Wherever the string "tests" appears in a line of the listing below, report that line.

- [MATERIAL FOR THIS EXERCISE]:
□ □ □ □
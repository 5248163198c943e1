//! Shared utilities for integration testing.

#![allow(dead_code)]

use std::net::SocketAddr;
use std::sync::{Arc, Mutex};
use std::time::Duration;

use tokio::io::{AsyncReadExt, AsyncWriteExt};
use tokio::net::{TcpListener, TcpStream};
use tokio::sync::mpsc;

use spa_edge::config::EdgeConfig;
use spa_edge::{EdgeServer, Shutdown};

/// One canned answer of the mock origin.
#[derive(Debug, Clone)]
pub struct MockRoute {
    pub path: &'static str,
    pub status: u16,
    pub headers: Vec<(&'static str, &'static str)>,
    pub body: &'static str,
}

impl MockRoute {
    pub fn new(path: &'static str, status: u16, body: &'static str) -> Self {
        Self {
            path,
            status,
            headers: Vec::new(),
            body,
        }
    }

    pub fn header(mut self, name: &'static str, value: &'static str) -> Self {
        self.headers.push((name, value));
        self
    }
}

/// A request as seen by the mock origin.
#[derive(Debug, Clone)]
pub struct RecordedRequest {
    pub method: String,
    pub target: String,
    pub headers: Vec<(String, String)>,
}

impl RecordedRequest {
    pub fn header(&self, name: &str) -> Option<&str> {
        self.headers
            .iter()
            .find(|(k, _)| k.eq_ignore_ascii_case(name))
            .map(|(_, v)| v.as_str())
    }
}

pub struct MockOrigin {
    pub addr: SocketAddr,
    pub requests: Arc<Mutex<Vec<RecordedRequest>>>,
}

impl MockOrigin {
    pub fn requests(&self) -> Vec<RecordedRequest> {
        self.requests.lock().unwrap().clone()
    }
}

/// Start an S3-like origin on an ephemeral port. Unknown paths get a 404
/// with an XML error body.
pub async fn start_mock_origin(routes: Vec<MockRoute>) -> MockOrigin {
    let listener = TcpListener::bind("127.0.0.1:0").await.unwrap();
    let addr = listener.local_addr().unwrap();
    let routes = Arc::new(routes);
    let requests = Arc::new(Mutex::new(Vec::new()));

    let recorded = requests.clone();
    tokio::spawn(async move {
        loop {
            match listener.accept().await {
                Ok((socket, _)) => {
                    let routes = routes.clone();
                    let recorded = recorded.clone();
                    tokio::spawn(async move {
                        serve_one(socket, &routes, &recorded).await;
                    });
                }
                Err(_) => break,
            }
        }
    });

    MockOrigin { addr, requests }
}

async fn serve_one(
    mut socket: TcpStream,
    routes: &[MockRoute],
    recorded: &Mutex<Vec<RecordedRequest>>,
) {
    let Some(request) = read_request(&mut socket).await else {
        return;
    };
    let path = request.target.split('?').next().unwrap_or("/").to_string();
    recorded.lock().unwrap().push(request);

    let route = routes
        .iter()
        .find(|r| r.path == path)
        .cloned()
        .unwrap_or_else(|| {
            MockRoute::new("", 404, "<Error><Code>NoSuchKey</Code></Error>")
                .header("Content-Type", "application/xml")
        });

    let mut response = format!("HTTP/1.1 {} {}\r\n", route.status, reason(route.status));
    for (name, value) in &route.headers {
        response.push_str(&format!("{name}: {value}\r\n"));
    }
    response.push_str(&format!(
        "Content-Length: {}\r\nConnection: close\r\n\r\n{}",
        route.body.len(),
        route.body
    ));

    let _ = socket.write_all(response.as_bytes()).await;
    let _ = socket.shutdown().await;
    tokio::time::sleep(Duration::from_millis(10)).await;
}

/// Read the head and any `Content-Length` body of one request.
async fn read_request(socket: &mut TcpStream) -> Option<RecordedRequest> {
    let mut buf = Vec::new();
    let mut chunk = [0u8; 4096];

    let head_end = loop {
        let n = socket.read(&mut chunk).await.ok()?;
        if n == 0 {
            return None;
        }
        buf.extend_from_slice(&chunk[..n]);
        if let Some(pos) = buf.windows(4).position(|w| w == b"\r\n\r\n") {
            break pos + 4;
        }
    };

    let head = String::from_utf8_lossy(&buf[..head_end]).to_string();
    let mut lines = head.split("\r\n");
    let mut request_line = lines.next()?.split(' ');
    let method = request_line.next()?.to_string();
    let target = request_line.next()?.to_string();

    let headers: Vec<(String, String)> = lines
        .filter_map(|line| line.split_once(':'))
        .map(|(k, v)| (k.trim().to_string(), v.trim().to_string()))
        .collect();

    let content_length = headers
        .iter()
        .find(|(k, _)| k.eq_ignore_ascii_case("content-length"))
        .and_then(|(_, v)| v.parse::<usize>().ok())
        .unwrap_or(0);

    while buf.len() - head_end < content_length {
        let n = socket.read(&mut chunk).await.ok()?;
        if n == 0 {
            break;
        }
        buf.extend_from_slice(&chunk[..n]);
    }

    Some(RecordedRequest {
        method,
        target,
        headers,
    })
}

fn reason(status: u16) -> &'static str {
    match status {
        200 => "OK",
        301 => "Moved Permanently",
        403 => "Forbidden",
        404 => "Not Found",
        500 => "Internal Server Error",
        _ => "Unknown",
    }
}

/// A local port with nothing listening on it.
pub async fn closed_port() -> SocketAddr {
    let listener = TcpListener::bind("127.0.0.1:0").await.unwrap();
    listener.local_addr().unwrap()
}

/// Bind the emulator on an ephemeral port and run it until `Shutdown` fires.
///
/// `configure` sees the bound address so tests can point the distribution
/// domain back at the emulator.
pub async fn start_emulator<F>(configure: F) -> (SocketAddr, Shutdown)
where
    F: FnOnce(SocketAddr, &mut EdgeConfig),
{
    let (addr, shutdown, _) = launch(configure, None).await;
    (addr, shutdown)
}

/// Like `start_emulator`, also returning the effective configuration and a
/// sender that pushes replacement configurations into the running server.
pub async fn start_reloadable_emulator<F>(
    configure: F,
) -> (SocketAddr, Shutdown, EdgeConfig, mpsc::UnboundedSender<EdgeConfig>)
where
    F: FnOnce(SocketAddr, &mut EdgeConfig),
{
    let (tx, rx) = mpsc::unbounded_channel();
    let (addr, shutdown, config) = launch(configure, Some(rx)).await;
    (addr, shutdown, config, tx)
}

async fn launch<F>(
    configure: F,
    updates: Option<mpsc::UnboundedReceiver<EdgeConfig>>,
) -> (SocketAddr, Shutdown, EdgeConfig)
where
    F: FnOnce(SocketAddr, &mut EdgeConfig),
{
    let listener = TcpListener::bind("127.0.0.1:0").await.unwrap();
    let addr = listener.local_addr().unwrap();

    let mut config = EdgeConfig::default();
    config.listener.bind_address = addr.to_string();
    configure(addr, &mut config);

    let server = EdgeServer::new(config.clone()).unwrap();
    let shutdown = Shutdown::new();
    let handle = shutdown.clone();
    tokio::spawn(async move {
        let _ = server.run(listener, updates, handle).await;
    });

    tokio::time::sleep(Duration::from_millis(50)).await;
    (addr, shutdown, config)
}

/// Client that neither follows redirects nor honors proxy settings.
pub fn client() -> reqwest::Client {
    reqwest::Client::builder()
        .no_proxy()
        .redirect(reqwest::redirect::Policy::none())
        .build()
        .unwrap()
}
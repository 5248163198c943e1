//! Path pattern matching.
//!
//! CloudFront patterns are case-sensitive globs: `*` matches any run of
//! characters (including `/`), `?` matches exactly one character.

/// A compiled CloudFront path pattern.
#[derive(Debug, Clone, PartialEq, Eq)]
pub struct PathPattern {
    pattern: Vec<char>,
    raw: String,
}

impl PathPattern {
    pub fn new(pattern: impl Into<String>) -> Self {
        let raw = pattern.into();
        Self {
            pattern: raw.chars().collect(),
            raw,
        }
    }

    pub fn as_str(&self) -> &str {
        &self.raw
    }

    /// Glob match with single-star backtracking; linear in practice.
    pub fn matches(&self, path: &str) -> bool {
        let text: Vec<char> = path.chars().collect();
        let pattern = &self.pattern;

        let (mut p, mut t) = (0usize, 0usize);
        let mut star: Option<usize> = None;
        let mut resume = 0usize;

        while t < text.len() {
            if p < pattern.len() && (pattern[p] == '?' || pattern[p] == text[t]) {
                p += 1;
                t += 1;
            } else if p < pattern.len() && pattern[p] == '*' {
                star = Some(p);
                resume = t;
                p += 1;
            } else if let Some(star_at) = star {
                p = star_at + 1;
                resume += 1;
                t = resume;
            } else {
                return false;
            }
        }

        while p < pattern.len() && pattern[p] == '*' {
            p += 1;
        }
        p == pattern.len()
    }
}

#[cfg(test)]
mod tests {
    use super::*;

    #[test]
    fn test_stage_prefix() {
        let pattern = PathPattern::new("/prod/*");
        assert!(pattern.matches("/prod/rest/Events"));
        assert!(pattern.matches("/prod/"));
        assert!(!pattern.matches("/prod"));
        assert!(!pattern.matches("/staging/rest"));
    }

    #[test]
    fn test_case_sensitive() {
        let pattern = PathPattern::new("/images/*.jpg");
        assert!(pattern.matches("/images/a/b.jpg"));
        assert!(!pattern.matches("/images/b.JPG"));
        assert!(!pattern.matches("/Images/b.jpg"));
    }

    #[test]
    fn test_single_character_wildcard() {
        let pattern = PathPattern::new("/v?/*");
        assert!(pattern.matches("/v1/users"));
        assert!(!pattern.matches("/v10/users"));
    }

    #[test]
    fn test_star_alone_matches_everything() {
        let pattern = PathPattern::new("*");
        assert!(pattern.matches("/"));
        assert!(pattern.matches("/anything/at/all"));
    }

    #[test]
    fn test_backtracking() {
        let pattern = PathPattern::new("*/api/*/x");
        assert!(pattern.matches("/a/api/b/api/c/x"));
        assert!(!pattern.matches("/a/api/b/y"));
    }
}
□ □ □ □
- [FINISHED EXERCISE]:
/// `configure` sees the bound address so tests can point the distribution
mod tests {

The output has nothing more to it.